Datenreport 2018

14.11.2018 | Von:
Anja Crößmann, Lisa Günther

Sicherheit am Arbeitsplatz

Ein "guter Job" ist für viele Menschen eine wichtige Voraussetzung für Zufriedenheit und Lebensqualität. Viele Aspekte machen die Qualität der Arbeit aus: Neben dem Einkommen spielen unter anderem die Arbeitszeit, die Zusammenarbeit mit Kolleginnen und Kollegen sowie Qualifikations-, Weiterbildungs- und Aufstiegsmöglichkeiten dabei eine Rolle, wie die Erwerbstätigen ihre Arbeitsbedingungen wahrnehmen (zur subjektiven Wahrnehmung von Arbeitsbedingungen siehe Kapitel 5.4).

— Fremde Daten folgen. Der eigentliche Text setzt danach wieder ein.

//! Leading run of strong English words on an otherwise non-English line

use crate::classifier::{Classification, Classifier};
use crate::config::Thresholds;
use crate::language::Language;
use crate::line::LineAnnotation;
use crate::span::{Token, TokenKind};

/// Finds how many leading tokens must be forced to English
#[derive(Debug, Clone)]
pub struct PrefixRunDetector {
    thresholds: Thresholds,
}

impl PrefixRunDetector {
    pub fn new(thresholds: Thresholds) -> Self {
        Self { thresholds }
    }

    /// Length of the accepted prefix run, 0 if none.
    ///
    /// Only English or ambiguous lines are scanned. The scan stops at the
    /// first non-word token, the first word that is not strongly English, or
    /// after `prefix_max_scan` tokens. Runs shorter than `prefix_min_run`
    /// are discarded.
    pub fn detect(&self, tokens: &[Token], line: &LineAnnotation, classifier: &Classifier) -> usize {
        let thresholds = &self.thresholds;
        if line.language != Language::English && line.confidence >= thresholds.ambiguous_line_confidence {
            return 0;
        }

        let run = tokens
            .iter()
            .take(thresholds.prefix_max_scan)
            .take_while(|token| token.kind == TokenKind::Word)
            .take_while(|token| {
                matches!(
                    classifier.detect(&token.text),
                    Classification::Accepted { language: Language::English, confidence }
                        if confidence >= thresholds.prefix_min_confidence
                )
            })
            .count();

        if run >= thresholds.prefix_min_run {
            log::debug!("prefix run of {run} English tokens in {:?}", line.text);
            run
        } else {
            0
        }
    }
}

#[cfg(test)]
mod tests {
    use super::*;
    use crate::classifier::{LanguageModel, RawScore};
    use std::sync::Arc;

    /// Strongly English for the listed words, nothing otherwise
    struct Strong(&'static [&'static str]);

    impl LanguageModel for Strong {
        fn score(&self, text: &str) -> Option<RawScore> {
            self.0.iter().any(|word| *word == text).then_some(RawScore {
                language: Language::English,
                score: 5.0,
            })
        }
    }

    fn words(texts: &[&str]) -> Vec<Token> {
        texts
            .iter()
            .enumerate()
            .map(|(i, t)| Token::new(TokenKind::Word, *t, i))
            .collect()
    }

    fn line(language: Language, confidence: f64) -> LineAnnotation {
        LineAnnotation {
            text: String::new(),
            language,
            confidence,
        }
    }

    fn run(tokens: &[Token], annotation: &LineAnnotation) -> usize {
        let classifier = Classifier::new(
            Arc::new(Strong(&["the", "weekend", "was", "great"])),
            Thresholds::default(),
            32,
        );
        PrefixRunDetector::new(Thresholds::default()).detect(tokens, annotation, &classifier)
    }

    #[test]
    fn test_three_strong_words_form_a_run() {
        let tokens = words(&["the", "weekend", "was", "fue", "genial"]);
        assert_eq!(run(&tokens, &line(Language::Spanish, 0.5)), 3);
    }

    #[test]
    fn test_run_is_capped() {
        let tokens = words(&["the", "weekend", "was", "great", "the"]);
        assert_eq!(run(&tokens, &line(Language::English, 0.99)), 4);
    }

    #[test]
    fn test_short_runs_are_discarded() {
        let tokens = words(&["the", "weekend", "fue", "genial"]);
        assert_eq!(run(&tokens, &line(Language::Spanish, 0.5)), 0);
    }

    #[test]
    fn test_confident_spanish_line_is_not_scanned() {
        let tokens = words(&["the", "weekend", "was", "great"]);
        assert_eq!(run(&tokens, &line(Language::Spanish, 0.6)), 0);
    }

    #[test]
    fn test_non_word_stops_scan() {
        let mut tokens = words(&["the", "weekend", "was", "great"]);
        tokens.insert(2, Token::new(TokenKind::Punctuation, ",", 2));
        assert_eq!(run(&tokens, &line(Language::English, 0.9)), 0);
    }
}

Eine grundlegende Voraussetzung für eine "gute" Arbeit ist, ob man diese unter sicheren Bedingungen ausführen kann. Je seltener Arbeitsunfälle auftreten, desto besser ist die Sicherheit am Arbeitsplatz gewährleistet. Die Europäische Statistik der Arbeitsunfälle (ESAW) erhob auf Basis der Meldungen an die gesetzlichen Unfallversicherungen, dass 2015 in Deutschland 1 von 100.000 erwerbstätigen Personen Opfer eines tödlichen Arbeitsunfalls wurde. Als tödlicher Unfall wird hier gezählt, wenn dieser innerhalb eines Jahres nach dem Unfall zum Tod des Opfers führt. Dabei ist ein deutlicher Rückgang gegenüber 1995 (3 von 100.000) zu verzeichnen. Rund 95 % der Unfälle mit tödlichem Ausgang betrafen Männer. Dies ist vor allem darauf zurückzuführen, dass Männer häufiger in Branchen mit höheren Unfallgefahren arbeiten. Am häufigsten kamen tödliche Arbeitsunfälle in den Bereichen Verkehr und Lagerei, Baugewerbe sowie bei der Wasserversorgung, Abwasser- und Abfallentsorgung vor. Die Anzahl nicht tödlicher Arbeitsunfälle, die einen Ausfall von mehr als drei Arbeitstagen nach sich ziehen, ist seit Anfang der 1990er-Jahre ebenfalls rückläufig. Im Jahr 2015 hatten von 100.000 Erwerbstätigen 1.800 Menschen einen Arbeitsunfall ohne tödlichen Ausgang. Wie bei den tödlichen Arbeitsunfällen, waren Männer auch bei nicht tödlichen Arbeitsunfällen häufiger betroffen als Frauen: Auf 100.000 erwerbstätige Frauen kamen rund 1.000 Unfälle, bei Männern rund 2.600. Der Wirtschaftszweig Wasserversorgung und Abfallentsorgung war 2015 am häufigsten von nicht tödlichen Unfällen betroffen (5.000 Unfälle je 100.000 Erwerbstätige). Auch im Bereich Baugewerbe traten nicht tödliche Arbeitsunfälle mit rund 4.900 je 100.000 Erwerbstätigen vergleichsweise häufig auf.